High test-retest reliability guarantees validity. A test can be stable but not measure the intended construct. Also, the time interval between administrations significantly affects obtained correlations, requiring careful documentation.

Explainer

Classical test theory, your prerequisite, establishes that every observed score is a composite of true score plus random error. Reliability, in that framework, is the proportion of score variance that is true-score variance — a signal-to-noise ratio. But there are multiple ways that noise can enter measurement, and each reliability method targets a different source. Internal consistency (alpha) asks whether items are measuring the same thing right now. Test-retest reliability asks a different question entirely: does the measurement give the same answer at different points in time? It targets a specific noise source — temporal instability — and is the appropriate reliability estimate when the construct you are measuring is supposed to be stable.

The method is straightforward: administer the same instrument to the same people twice, separated by a time interval, then compute the correlation between the two sets of scores. This correlation coefficient is the stability coefficient. A coefficient of 0.85 means that 85% of score variance at time 2 is predictable from time 1 scores — the remaining 15% represents either random measurement error or genuine change in the construct. The interpretation hinges entirely on a theoretical claim: if you believe the construct is a stable trait, low test-retest reliability is a problem with the measurement. If you believe the construct changes over the interval, then low test-retest reliability may reflect real change rather than measurement failure.

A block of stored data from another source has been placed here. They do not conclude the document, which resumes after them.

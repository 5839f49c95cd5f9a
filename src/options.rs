//! Store options
//!
//! Options are plain data owned by the store. They can be deserialized from
//! JSON (scenario files) and patched at runtime with an
//! `optionschangerequest` intent.

use crate::state::StreamType;
use serde::{Deserialize, Serialize};
use serde_json::{Map, Value};
use std::collections::HashMap;

/// Seconds behind the live edge that still count as "live".
pub const DEFAULT_LIVE_EDGE_OFFSET: f64 = 10.0;

/// Configuration recognised by the facade and request tables.
///
/// Unrecognised keys are kept in `extra` and otherwise ignored.
#[derive(Debug, Clone, Default, PartialEq, Serialize, Deserialize)]
#[serde(rename_all = "camelCase", default)]
pub struct MediaOptions {
    pub default_subtitles: bool,
    pub default_stream_type: Option<String>,
    pub default_duration: Option<f64>,
    pub live_edge_offset: Option<f64>,
    pub seek_to_live_offset: Option<f64>,
    pub no_auto_seek_to_live: bool,
    pub no_volume_pref: bool,
    pub no_muted_pref: bool,
    pub no_subtitles_lang_pref: bool,
    #[serde(flatten)]
    pub extra: HashMap<String, Value>,
}

impl MediaOptions {
    pub fn new() -> Self {
        Self::default()
    }

    /// The default stream type, if it names a concrete stream type.
    pub fn default_stream_type(&self) -> Option<StreamType> {
        match self.default_stream_type.as_deref().and_then(StreamType::parse) {
            Some(StreamType::Unknown) | None => None,
            known => known,
        }
    }

    pub fn live_edge_offset(&self) -> f64 {
        self.live_edge_offset.unwrap_or(DEFAULT_LIVE_EDGE_OFFSET)
    }

    pub fn seek_to_live_offset(&self) -> f64 {
        self.seek_to_live_offset.unwrap_or(0.0)
    }

    /// Merge a patch key by key. A `null` value clears the option.
    pub fn apply_patch(&mut self, patch: &OptionsPatch) {
        for (key, value) in patch.entries() {
            match key.as_str() {
                "defaultSubtitles" => self.default_subtitles = as_flag(value),
                "defaultStreamType" => self.default_stream_type = value.as_str().map(str::to_string),
                "defaultDuration" => self.default_duration = value.as_f64(),
                "liveEdgeOffset" => self.live_edge_offset = value.as_f64(),
                "seekToLiveOffset" => self.seek_to_live_offset = value.as_f64(),
                "noAutoSeekToLive" => self.no_auto_seek_to_live = as_flag(value),
                "noVolumePref" => self.no_volume_pref = as_flag(value),
                "noMutedPref" => self.no_muted_pref = as_flag(value),
                "noSubtitlesLangPref" => self.no_subtitles_lang_pref = as_flag(value),
                _ => {
                    log::trace!("storing unrecognised option {key}");
                    self.extra.insert(key.clone(), value.clone());
                }
            }
        }
    }
}

fn as_flag(value: &Value) -> bool {
    match value {
        Value::Bool(b) => *b,
        Value::Null => false,
        Value::Number(n) => n.as_f64().is_some_and(|n| n != 0.0),
        Value::String(s) => !s.is_empty(),
        _ => true,
    }
}

/// Key/value changes carried by an `optionschangerequest`.
#[derive(Debug, Clone, Default, PartialEq)]
pub struct OptionsPatch {
    entries: Map<String, Value>,
}

impl OptionsPatch {
    pub fn new() -> Self {
        Self::default()
    }

    /// Set a key. Builder style.
    pub fn with(mut self, key: &str, value: impl Into<Value>) -> Self {
        self.entries.insert(key.to_string(), value.into());
        self
    }

    /// Set a key to `value`, or clear it when `None`.
    pub fn with_opt<V: Into<Value>>(self, key: &str, value: Option<V>) -> Self {
        match value {
            Some(v) => self.with(key, v),
            None => self.with(key, Value::Null),
        }
    }

    pub fn entries(&self) -> impl Iterator<Item = (&String, &Value)> {
        self.entries.iter()
    }

    pub fn is_empty(&self) -> bool {
        self.entries.is_empty()
    }
}

impl From<Map<String, Value>> for OptionsPatch {
    fn from(entries: Map<String, Value>) -> Self {
        OptionsPatch { entries }
    }
}

#[cfg(test)]
mod tests {
    use super::*;

    #[test]
    fn deserializes_camel_case_and_keeps_unknown_keys() {
        let opts: MediaOptions = serde_json::from_str(
            r#"{"defaultSubtitles":true,"liveEdgeOffset":4,"noVolumePref":true,"brandColor":"red"}"#,
        )
        .unwrap();
        assert!(opts.default_subtitles);
        assert_eq!(opts.live_edge_offset(), 4.0);
        assert!(opts.no_volume_pref);
        assert_eq!(opts.extra.get("brandColor"), Some(&Value::from("red")));
    }

    #[test]
    fn defaults_for_live_offsets() {
        let opts = MediaOptions::default();
        assert_eq!(opts.live_edge_offset(), DEFAULT_LIVE_EDGE_OFFSET);
        assert_eq!(opts.seek_to_live_offset(), 0.0);
    }

    #[test]
    fn patch_sets_and_clears() {
        let mut opts = MediaOptions::default();
        opts.apply_patch(&OptionsPatch::new().with("seekToLiveOffset", 5.0).with("noMutedPref", true));
        assert_eq!(opts.seek_to_live_offset(), 5.0);
        assert!(opts.no_muted_pref);

        opts.apply_patch(&OptionsPatch::new().with_opt::<f64>("seekToLiveOffset", None));
        assert_eq!(opts.seek_to_live_offset, None);
    }

    #[test]
    fn unknown_default_stream_type_is_ignored() {
        let mut opts = MediaOptions::default();
        opts.default_stream_type = Some("unknown".into());
        assert_eq!(opts.default_stream_type(), None);
        opts.default_stream_type = Some("live".into());
        assert_eq!(opts.default_stream_type(), Some(StreamType::Live));
    }
}
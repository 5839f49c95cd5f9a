use rfmedia::controls::{Activatable, Control, PlayButton, TimeRange, VolumeRange};
use rfmedia::propagator::{REGISTER_RECEIVER, UNREGISTER_RECEIVER};
use rfmedia::{
    Document, DocumentRoot, DomEvent, ElementDefinition, HeadlessMedia, MediaController,
    MediaElement, Platform, TaskQueue,
};
use std::rc::Rc;

struct Page {
    tasks: TaskQueue,
    doc: Rc<Document>,
    controller: Rc<MediaController>,
    media: Rc<HeadlessMedia>,
}

fn page() -> Page {
    let tasks = TaskQueue::new();
    let platform = Rc::new(Platform::new().with_tasks(tasks.clone()));
    let doc = Document::new(tasks.clone());
    let controller = MediaController::new(&doc, platform).unwrap();
    let root: Rc<dyn DocumentRoot> = doc.clone();
    let media = HeadlessMedia::new();
    media.set_document(&root);
    let element: Rc<dyn MediaElement> = media.clone();
    controller.set_media(Some(element)).unwrap();
    doc.append_child(doc.id(), controller.element()).unwrap();
    tasks.run_until_idle();
    Page {
        tasks,
        doc,
        controller,
        media,
    }
}

#[test]
fn appended_controls_receive_the_snapshot() {
    let p = page();
    let button = PlayButton::create(&p.doc).unwrap();
    p.doc.append_child(p.controller.element(), button.id()).unwrap();
    p.tasks.run_until_idle();

    assert!(p.controller.receivers().contains(button.id()));
    assert_eq!(button.element().attribute("mediapaused").as_deref(), Some(""));

    p.media.play().unwrap();
    assert_eq!(button.element().attribute("mediapaused"), None);
}

#[test]
fn state_keys_are_serialized_per_shape() {
    let p = page();
    let range = TimeRange::create(&p.doc).unwrap();
    p.doc.append_child(p.controller.element(), range.id()).unwrap();
    p.tasks.run_until_idle();

    p.media.load_metadata(90.0);
    p.media.set_seekable(Some(vec![(0.0, 90.0)]));
    p.media.set_buffered(vec![(0.0, 12.5), (30.0, 45.0)]);
    p.media.tick(30.0);

    let el = range.element();
    assert_eq!(el.attribute("mediaduration").as_deref(), Some("90"));
    assert_eq!(el.attribute("mediaseekable").as_deref(), Some("0:90"));
    assert_eq!(el.attribute("mediabuffered").as_deref(), Some("0:12.5 30:45"));
    assert_eq!(el.attribute("mediacurrenttime").as_deref(), Some("30"));
    assert_eq!(range.value(), 30.0 / 90.0);
    // not observed by the range
    assert_eq!(el.attribute("mediavolume"), None);
}

#[test]
fn removed_controls_stop_receiving() {
    let p = page();
    let volume = VolumeRange::create(&p.doc).unwrap();
    p.doc.append_child(p.controller.element(), volume.id()).unwrap();
    p.tasks.run_until_idle();
    assert_eq!(volume.element().attribute("mediavolume").as_deref(), Some("1"));

    p.doc.remove(volume.id());
    p.tasks.run_until_idle();
    assert!(!p.controller.receivers().contains(volume.id()));

    p.media.set_volume(0.3);
    assert_eq!(volume.element().attribute("mediavolume").as_deref(), Some("1"));
}

#[test]
fn undefined_containers_are_walked_once_defined() {
    let p = page();
    let bar = p.doc.create_element("media-control-bar");
    let button = PlayButton::create(&p.doc).unwrap();
    p.doc.append_child(bar, button.id()).unwrap();
    p.doc.append_child(p.controller.element(), bar).unwrap();
    p.tasks.run_until_idle();
    assert!(!p.controller.receivers().contains(button.id()));
    assert_eq!(button.element().attribute("mediapaused"), None);

    p.doc
        .define("media-control-bar", ElementDefinition::new())
        .unwrap();
    p.tasks.run_until_idle();
    assert!(p.controller.receivers().contains(button.id()));
    assert_eq!(button.element().attribute("mediapaused").as_deref(), Some(""));
}

#[test]
fn declared_attributes_opt_plain_elements_in() {
    let p = page();
    let label = p.doc.create_element("div");
    p.doc
        .set_attribute(label, "mediachromeattributes", "mediamuted mediavolumelevel bogus");
    p.doc.append_child(p.controller.element(), label).unwrap();
    p.tasks.run_until_idle();
    assert!(p.controller.receivers().contains(label));
    assert_eq!(p.doc.attribute(label, "mediavolumelevel").as_deref(), Some("high"));

    p.media.set_muted(true);
    assert_eq!(p.doc.attribute(label, "mediamuted").as_deref(), Some(""));
    assert_eq!(p.doc.attribute(label, "mediavolumelevel").as_deref(), Some("off"));
    assert_eq!(p.doc.attribute(label, "bogus"), None);
}

#[test]
fn registration_events_opt_in_and_out() {
    let p = page();
    let outside = p.doc.create_element("div");
    p.doc.append_child(p.doc.id(), outside).unwrap();
    let range = VolumeRange::create(&p.doc).unwrap();
    p.doc.append_child(outside, range.id()).unwrap();
    p.tasks.run_until_idle();
    assert!(!p.controller.receivers().contains(range.id()));

    p.controller.associate_element(outside).unwrap();
    assert!(p.controller.receivers().contains(range.id()));

    p.doc
        .dispatch(&DomEvent::bubbling(UNREGISTER_RECEIVER, range.id()));
    assert!(!p.controller.receivers().contains(range.id()));
    p.doc
        .dispatch(&DomEvent::bubbling(REGISTER_RECEIVER, range.id()));
    assert!(p.controller.receivers().contains(range.id()));

    p.controller.unassociate_element(outside);
    assert!(!p.controller.receivers().contains(range.id()));
}

#[test]
fn requests_from_associated_elements_reach_the_store() {
    let p = page();
    let outside = p.doc.create_element("div");
    p.doc.append_child(p.doc.id(), outside).unwrap();
    let button = PlayButton::create(&p.doc).unwrap();
    p.doc.append_child(outside, button.id()).unwrap();
    p.controller.associate_element(outside).unwrap();

    button.element().set_attribute("mediapaused", "");
    button.click();
    assert!(!p.media.paused());

    p.controller.unassociate_element(outside);
    p.tasks.run_until_idle();
    p.media.pause();
    button.element().set_attribute("mediapaused", "");
    button.click();
    assert!(p.media.paused());
}

#[test]
fn disconnected_receivers_get_writes_on_the_next_microtask() {
    let p = page();
    let detached = p.doc.create_element("div");
    p.doc.set_attribute(detached, "mediachromeattributes", "mediamuted");
    p.controller.register_receiver(detached);
    p.media.set_muted(true);
    assert_eq!(p.doc.attribute(detached, "mediamuted"), None);
    p.tasks.run_until_idle();
    assert_eq!(p.doc.attribute(detached, "mediamuted").as_deref(), Some(""));
}
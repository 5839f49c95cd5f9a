//! User preference persistence
//!
//! Muted, volume and subtitle language preferences survive across players
//! through a small key-value store. Writers race with last-write-wins.

use crate::error::{Error, Result};
use std::cell::RefCell;
use std::collections::BTreeMap;
use std::path::{Path, PathBuf};

pub const PREF_MUTED: &str = "media-chrome-pref-muted";
pub const PREF_VOLUME: &str = "media-chrome-pref-volume";
pub const PREF_SUBTITLES_LANG: &str = "media-chrome-pref-subtitles-lang";

pub trait PreferenceStore {
    fn get_item(&self, key: &str) -> Result<Option<String>>;
    fn set_item(&self, key: &str, value: &str) -> Result<()>;
    fn remove_item(&self, key: &str) -> Result<()>;
}

/// In-memory store. `fail_writes` simulates a full or disabled storage.
#[derive(Debug, Default)]
pub struct MemoryStorage {
    items: RefCell<BTreeMap<String, String>>,
    fail_writes: std::cell::Cell<bool>,
}

impl MemoryStorage {
    pub fn new() -> Self {
        Self::default()
    }

    pub fn set_fail_writes(&self, fail: bool) {
        self.fail_writes.set(fail);
    }

    pub fn len(&self) -> usize {
        self.items.borrow().len()
    }

    pub fn is_empty(&self) -> bool {
        self.items.borrow().is_empty()
    }
}

impl PreferenceStore for MemoryStorage {
    fn get_item(&self, key: &str) -> Result<Option<String>> {
        Ok(self.items.borrow().get(key).cloned())
    }

    fn set_item(&self, key: &str, value: &str) -> Result<()> {
        if self.fail_writes.get() {
            return Err(Error::Storage("quota exceeded".into()));
        }
        self.items.borrow_mut().insert(key.to_string(), value.to_string());
        Ok(())
    }

    fn remove_item(&self, key: &str) -> Result<()> {
        if self.fail_writes.get() {
            return Err(Error::Storage("storage disabled".into()));
        }
        self.items.borrow_mut().remove(key);
        Ok(())
    }
}

/// Preferences kept in a JSON object on disk, rewritten on every change.
#[derive(Debug)]
pub struct JsonFileStorage {
    path: PathBuf,
    items: RefCell<BTreeMap<String, String>>,
}

impl JsonFileStorage {
    /// Open (or lazily create) the file at `path`.
    pub fn open(path: impl AsRef<Path>) -> Result<Self> {
        let path = path.as_ref().to_path_buf();
        let items = if path.exists() {
            let raw = std::fs::read_to_string(&path)?;
            if raw.trim().is_empty() {
                BTreeMap::new()
            } else {
                serde_json::from_str(&raw)?
            }
        } else {
            BTreeMap::new()
        };
        Ok(JsonFileStorage {
            path,
            items: RefCell::new(items),
        })
    }

    pub fn path(&self) -> &Path {
        &self.path
    }

    fn flush(&self) -> Result<()> {
        let raw = serde_json::to_string_pretty(&*self.items.borrow())?;
        std::fs::write(&self.path, raw)?;
        Ok(())
    }
}

impl PreferenceStore for JsonFileStorage {
    fn get_item(&self, key: &str) -> Result<Option<String>> {
        Ok(self.items.borrow().get(key).cloned())
    }

    fn set_item(&self, key: &str, value: &str) -> Result<()> {
        self.items.borrow_mut().insert(key.to_string(), value.to_string());
        self.flush()
    }

    fn remove_item(&self, key: &str) -> Result<()> {
        self.items.borrow_mut().remove(key);
        self.flush()
    }
}

#[cfg(test)]
mod tests {
    use super::*;

    #[test]
    fn memory_storage_round_trip_and_failure() {
        let s = MemoryStorage::new();
        s.set_item(PREF_VOLUME, "0.4").unwrap();
        assert_eq!(s.get_item(PREF_VOLUME).unwrap().as_deref(), Some("0.4"));
        s.set_fail_writes(true);
        assert!(s.set_item(PREF_MUTED, "true").is_err());
        assert_eq!(s.get_item(PREF_MUTED).unwrap(), None);
    }

    #[test]
    fn json_file_storage_persists_between_opens() {
        let path = std::env::temp_dir().join(format!("rfmedia-prefs-{}.json", std::process::id()));
        let _ = std::fs::remove_file(&path);
        {
            let s = JsonFileStorage::open(&path).unwrap();
            s.set_item(PREF_SUBTITLES_LANG, "fr").unwrap();
        }
        let s = JsonFileStorage::open(&path).unwrap();
        assert_eq!(s.get_item(PREF_SUBTITLES_LANG).unwrap().as_deref(), Some("fr"));
        s.remove_item(PREF_SUBTITLES_LANG).unwrap();
        assert_eq!(s.get_item(PREF_SUBTITLES_LANG).unwrap(), None);
        let _ = std::fs::remove_file(&path);
    }
}
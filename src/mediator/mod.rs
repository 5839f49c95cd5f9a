//! The state mediator: one facade entry per state key.
//!
//! Each [`FacadeProperty`] knows how to compute its value from the state
//! owners, optionally how to push a value back into them, which native
//! events invalidate it, and which side effects must be set up while the
//! owners are assigned.

mod availability;
mod fullscreen;
mod pip;
mod playback;
mod remote;
mod renditions;
pub mod subtitles;

pub use fullscreen::{enter_fullscreen, exit_fullscreen, has_fullscreen_support, is_fullscreen};
pub use subtitles::{showing_subtitle_tracks, subtitle_tracks, toggle_subtitle_tracks};
pub(crate) use playback::format_number;

use crate::owners::StateOwners;
use crate::platform::{Listener, MediaEvent};
use crate::state::{PartialState, StateKey, StateValue};

/// Computes a value from the owners, optionally informed by the event that
/// triggered the recomputation.
pub type Getter = fn(&StateOwners, Option<&MediaEvent>) -> StateValue;

/// Pushes a value into the owners.
pub type Setter = fn(&StateValue, &StateOwners);

/// Undoes whatever an update handler set up.
pub type Teardown = Box<dyn FnOnce()>;

/// Runs when owners change while monitoring is active. `push` re-evaluates
/// the property and hands the result to the store.
pub type UpdateHandler = fn(&Listener, &StateOwners) -> Option<Teardown>;

/// Objects whose events invalidate facade properties.
#[derive(Debug, Clone, Copy, PartialEq, Eq, Hash, PartialOrd, Ord)]
pub enum EventSource {
    Media,
    TextTracks,
    VideoRenditions,
    AudioTracks,
    Remote,
    Root,
}

impl EventSource {
    pub const ALL: [EventSource; 6] = [
        EventSource::Media,
        EventSource::TextTracks,
        EventSource::VideoRenditions,
        EventSource::AudioTracks,
        EventSource::Remote,
        EventSource::Root,
    ];
}

#[derive(Clone, Copy)]
pub struct FacadeProperty {
    pub key: StateKey,
    pub get: Getter,
    pub set: Option<Setter>,
    pub media_events: &'static [&'static str],
    pub text_tracks_events: &'static [&'static str],
    pub video_renditions_events: &'static [&'static str],
    pub audio_tracks_events: &'static [&'static str],
    pub remote_events: &'static [&'static str],
    pub root_events: &'static [&'static str],
    pub update_handlers: &'static [UpdateHandler],
    /// Handlers that read options when their events fire. These re-run on
    /// options changes too; plain update handlers do not.
    pub option_handlers: &'static [UpdateHandler],
}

This is why construct type determines whether test-retest is the right reliability strategy. Personality traits like extraversion or neuroticism are theorized to be stable across months and years — test-retest reliability over a six-month interval is a meaningful criterion for a personality measure. But a measure of current anxiety state, by design, should fluctuate as circumstances change — using test-retest over a two-week interval would not reveal measurement error so much as genuine temporal change. For skills that improve with practice — reading speed, arithmetic fluency — test-retest over any interval conflates reliability with learning, making the stability coefficient difficult to interpret. The safest approach for learning-sensitive constructs is to use alternative forms rather than identical retest.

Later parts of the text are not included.